(Me? It's still in my to-read-someday stack, I'm afraid. I'm still working my way through the Tommy Hambledon books by Manning Coles, thanks. Tommy's no George Smiley, and was never meant to be, but he's a hoot as a hero. I'm afraid I'm one of those lightweights who generally prefers her fictional spies to be humorous as well as daring and ingenious. But I do plan to read this book. Really. But I have a huge stack of books to get to. Really.)
Tinker, Tailor, Soldier, Spy
Barnes & Noble has a lengthy, detailed review by one of their own over at their website (click on the book cover - it should take you there). The review starts:
Tinker, Tailor, Soldier, Spy, which first appeared in 1974, is arguably Le Carré’s masterpiece and is surely one of the great spy novels of the 20th century.
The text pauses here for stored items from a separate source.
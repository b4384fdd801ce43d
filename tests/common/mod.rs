//! Shared fixtures: fake services and a scratch project tree.

#![allow(dead_code)]

use async_trait::async_trait;
use build_server::error::{Error, Result};
use build_server::notify::Notifier;
use build_server::publish::{Asset, Release, ReleaseHost};
use build_server::settings::{Settings, SettingsBuilder, ToolSettings};
use bytes::Bytes;
use std::path::{Path, PathBuf};
use std::sync::Mutex;
use tempfile::TempDir;

/// Build description written into the fixture's version file.
pub const DESCRIBE: &str = "v3.1.1-18-ga01a98c";

/// Name of the AppImage built from the fixture on `develop`.
pub const APPIMAGE_NAME: &str = "OpenShot-v3.1.1-18-ga01a98c-x86_64.AppImage";

#[derive(Debug, Default)]
struct HostState {
    assets: Vec<Asset>,
    next_id: u64,
    upload_calls: u32,
    deleted: Vec<String>,
    failures_left: u32,
}

/// In-memory release host.
#[derive(Debug, Default)]
pub struct FakeHost {
    state: Mutex<HostState>,
}

impl FakeHost {
    /// Host whose first `count` uploads fail.
    pub fn failing(count: u32) -> Self {
        let host = Self::default();
        host.state.lock().unwrap().failures_left = count;
        host
    }

    /// Pre-existing asset on the release.
    pub fn with_asset(self, name: &str) -> Self {
        {
            let mut state = self.state.lock().unwrap();
            state.next_id += 1;
            let id = state.next_id;
            state.assets.push(Asset {
                id,
                name: name.to_string(),
                browser_download_url: format!("https://stale.example/{name}"),
            });
        }
        self
    }

    pub fn asset_names(&self) -> Vec<String> {
        self.state
            .lock()
            .unwrap()
            .assets
            .iter()
            .map(|a| a.name.clone())
            .collect()
    }

    pub fn upload_calls(&self) -> u32 {
        self.state.lock().unwrap().upload_calls
    }

    pub fn deleted(&self) -> Vec<String> {
        self.state.lock().unwrap().deleted.clone()
    }
}

#[async_trait]
impl ReleaseHost for FakeHost {
    async fn release_by_tag(&self, tag: &str) -> Result<Release> {
        Ok(Release {
            id: 1,
            tag_name: tag.to_string(),
            upload_url: "https://uploads.example/releases/1/assets{?name,label}".into(),
            assets: self.state.lock().unwrap().assets.clone(),
        })
    }

    async fn delete_asset(&self, asset: &Asset) -> Result<()> {
        let mut state = self.state.lock().unwrap();
        state.assets.retain(|a| a.id != asset.id);
        state.deleted.push(asset.name.clone());
        Ok(())
    }

    async fn upload_asset(&self, _release: &Release, name: &str, _content: Bytes) -> Result<Asset> {
        let mut state = self.state.lock().unwrap();
        state.upload_calls += 1;
        if state.failures_left > 0 {
            state.failures_left -= 1;
            return Err(Error::Api {
                service: "GitHub",
                status: 502,
                body: "bad gateway".into(),
            });
        }
        state.next_id += 1;
        let asset = Asset {
            id: state.next_id,
            name: name.to_string(),
            browser_download_url: format!("https://downloads.example/daily/{name}"),
        };
        state.assets.push(asset.clone());
        Ok(asset)
    }
}

/// A posted chat message.
#[derive(Debug, Clone, PartialEq, Eq)]
pub struct Posted {
    pub topic: String,
    pub content: String,
}

/// In-memory chat transport that keeps uploaded logs.
#[derive(Debug, Default)]
pub struct FakeNotifier {
    uploads: Mutex<Vec<(String, String)>>,
    messages: Mutex<Vec<Posted>>,
}

impl FakeNotifier {
    pub fn uploads(&self) -> Vec<(String, String)> {
        self.uploads.lock().unwrap().clone()
    }

    pub fn messages(&self) -> Vec<Posted> {
        self.messages.lock().unwrap().clone()
    }
}

#[async_trait]
impl Notifier for FakeNotifier {
    async fn upload_file(&self, path: &Path, file_name: &str) -> Result<String> {
        let content = std::fs::read_to_string(path)?;
        self.uploads
            .lock()
            .unwrap()
            .push((file_name.to_string(), content));
        Ok(format!("/user_uploads/1/{file_name}"))
    }

    async fn post_message(&self, topic: &str, content: &str) -> Result<()> {
        self.messages.lock().unwrap().push(Posted {
            topic: topic.to_string(),
            content: content.to_string(),
        });
        Ok(())
    }
}

/// Writes an executable shell script.
#[cfg(unix)]
pub fn write_script(path: &Path, body: &str) {
    use std::os::unix::fs::PermissionsExt;

    std::fs::create_dir_all(path.parent().unwrap()).unwrap();
    std::fs::write(path, format!("#!/bin/sh\n{body}")).unwrap();
    std::fs::set_permissions(path, std::fs::Permissions::from_mode(0o755)).unwrap();
}

fn touch(path: &Path, content: &str) {
    std::fs::create_dir_all(path.parent().unwrap()).unwrap();
    std::fs::write(path, content).unwrap();
}

/// `mktorrent` stand-in that writes the `-o` file and reports success.
pub const MKTORRENT_OK: &str = r#"out=""
while [ $# -gt 0 ]; do
  case "$1" in
    -o) out="$2"; shift 2 ;;
    *) shift ;;
  esac
done
echo "Hashing $out"
printf 'd8:announce' > "$out"
echo "Writing metainfo file... done."
"#;

/// `AppImageAssistant` stand-in that writes its second argument.
pub const ASSISTANT_OK: &str = r#"echo "Creating AppImage from $1"
printf 'AppImage' > "$2"
"#;

/// `AppImageAssistant` stand-in that fails after a partial write.
pub const ASSISTANT_FAILS: &str = r#"printf 'partial' > "$2"
echo "error: mksquashfs failed"
exit 1
"#;

/// `mktorrent` stand-in that refuses to overwrite its output.
pub const MKTORRENT_FAILS: &str = "echo \"file exists\"\n";

/// `verpatch` stand-in that complains about the launcher.
pub const VERPATCH_FAILS: &str = "echo \"verpatch: cannot open $1\"\n";

/// `iscc` stand-in that quietly writes `Output/OpenShot.exe` next to the
/// script given as its last argument.
pub const ISCC_OK: &str = r#"for script; do :; done
out="$(dirname "$script")/Output"
mkdir -p "$out"
printf 'MZ' > "$out/OpenShot.exe"
"#;

/// Name of the 64-bit Windows installer built from the fixture on `develop`.
pub const INSTALLER_NAME: &str = "OpenShot-v3.1.1-18-ga01a98c-x86_64.exe";

/// Seeds the build metadata read by the version lookup.
fn seed_version_files(root: &Path) {
    let share = root.join("build/install-x64/share");
    touch(&share.join("openshot-qt.env"), &format!("GIT_DESCRIBE={DESCRIBE}\n"));
    touch(&share.join("libopenshot.env"), "GIT_DESCRIBE=v0.3.2-4-g1234\n");
}

/// Scratch checkout of the application with frozen Linux output.
pub struct LinuxProject {
    pub dir: TempDir,
    pub root: PathBuf,
    pub kit: PathBuf,
    pub mktorrent: PathBuf,
}

impl LinuxProject {
    /// Seeds xdg assets, frozen tree, version files and tool stand-ins.
    #[cfg(unix)]
    pub fn new(assistant: &str) -> Self {
        let dir = TempDir::new().unwrap();
        let root = dir.path().join("openshot-qt");
        let kit = dir.path().join("AppImageKit");
        let mktorrent = dir.path().join("bin/mktorrent");

        let xdg = root.join("xdg");
        touch(&xdg.join("openshot-qt.svg"), "<svg/>");
        for size in ["64", "128", "256", "512"] {
            touch(&xdg.join(format!("icon/{size}/openshot-qt.png")), size);
        }
        touch(&xdg.join("org.openshot.OpenShot.xml"), "<mime-info/>");
        touch(
            &xdg.join("org.openshot.OpenShot.desktop"),
            "[Desktop Entry]\nName=OpenShot Video Editor\nExec=openshot-qt %F\n",
        );

        let frozen = root.join("build/exe.linux-x86_64-3.8");
        touch(&frozen.join("openshot-qt"), "elf");
        touch(&frozen.join("launch-linux.sh"), "#!/bin/sh\n");

        seed_version_files(&root);

        touch(&kit.join("AppRun"), "#!/bin/sh\n");
        touch(&kit.join("desktopintegration"), "#!/bin/sh\n");
        write_script(&kit.join("AppImageAssistant"), assistant);
        write_script(&mktorrent, MKTORRENT_OK);

        Self {
            dir,
            root,
            kit,
            mktorrent,
        }
    }

    pub fn settings(&self) -> Settings {
        SettingsBuilder::new()
            .project_root(&self.root)
            .tools(ToolSettings {
                appimagekit_dir: self.kit.clone(),
                mktorrent: self.mktorrent.to_string_lossy().into_owned(),
                ..Default::default()
            })
            .build()
            .unwrap()
    }

    pub fn artifact_path(&self) -> PathBuf {
        self.root.join("build").join(APPIMAGE_NAME)
    }
}

/// Scratch checkout with frozen Windows output and an MSYS2 toolchain.
pub struct WindowsProject {
    pub dir: TempDir,
    pub root: PathBuf,
    pub msys: PathBuf,
    pub support: PathBuf,
    pub bin: PathBuf,
}

impl WindowsProject {
    /// Seeds the frozen tree, Qt plugins, support files and tool stand-ins.
    #[cfg(unix)]
    pub fn new(verpatch: &str) -> Self {
        let dir = TempDir::new().unwrap();
        let root = dir.path().join("openshot-qt");
        let msys = dir.path().join("msys64");
        let support = dir.path().join("InnoSetup");
        let bin = dir.path().join("bin");

        let frozen = root.join("build/exe.mingw-3.7");
        touch(&frozen.join("openshot-qt.exe"), "MZ");
        touch(&frozen.join("Qt5Cored.dll"), "debug");
        touch(&root.join("installer/windows-installer.iss"), "[Setup]\n");
        seed_version_files(&root);

        let plugins = msys.join("mingw64/share/qt5/plugins");
        touch(&plugins.join("imageformats/qjpeg.dll"), "");
        touch(&plugins.join("platforms/qwindows.dll"), "");
        touch(&support.join("unins000.dat"), "");

        write_script(&bin.join("verpatch"), verpatch);
        write_script(&bin.join("iscc"), ISCC_OK);

        Self {
            dir,
            root,
            msys,
            support,
            bin,
        }
    }

    pub fn settings(&self) -> Settings {
        let tool = |name: &str| self.bin.join(name).to_string_lossy().into_owned();
        SettingsBuilder::new()
            .project_root(&self.root)
            .tools(ToolSettings {
                msys_root: self.msys.clone(),
                innosetup_support_dir: self.support.clone(),
                verpatch: tool("verpatch"),
                iscc: tool("iscc"),
                ..Default::default()
            })
            .build()
            .unwrap()
    }

    pub fn artifact_path(&self) -> PathBuf {
        self.root.join("build").join(INSTALLER_NAME)
    }
}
Loosely inspired by the career of Kim Philby, a Russian double agent who worked his way into the upper reaches of the British Secret Service, Tinker, Tailor tells the story of donnish, unprepossessing master spy George Smiley and his quest to identify the "mole" -- the deep-penetration agent -- who has turned Britain's Intelligence Service (commonly known as the Circus) inside out....
A side note, to any author out there trying to think up a pseudonym for yourself: If you pick one with a prefix, you are apt to get misfiled both on bookstore shelves and in Internet databases. In the bricks-and-mortar world, Le Carre gets put in both "L" and "C", for instance. (And no matter where you put his books, some customers will be upset that they're not in the other place. Trust me on that.) In addition, in databases he gets listed both as LeCarre and Le Carre, which don't always show up together in some book searches. And in some databases the fact that the last 'e' in his name is really an é, well, that can cause minor havoc, too. Pick something that can't be broken apart quite so many ways, please. Pretty please. Thanks.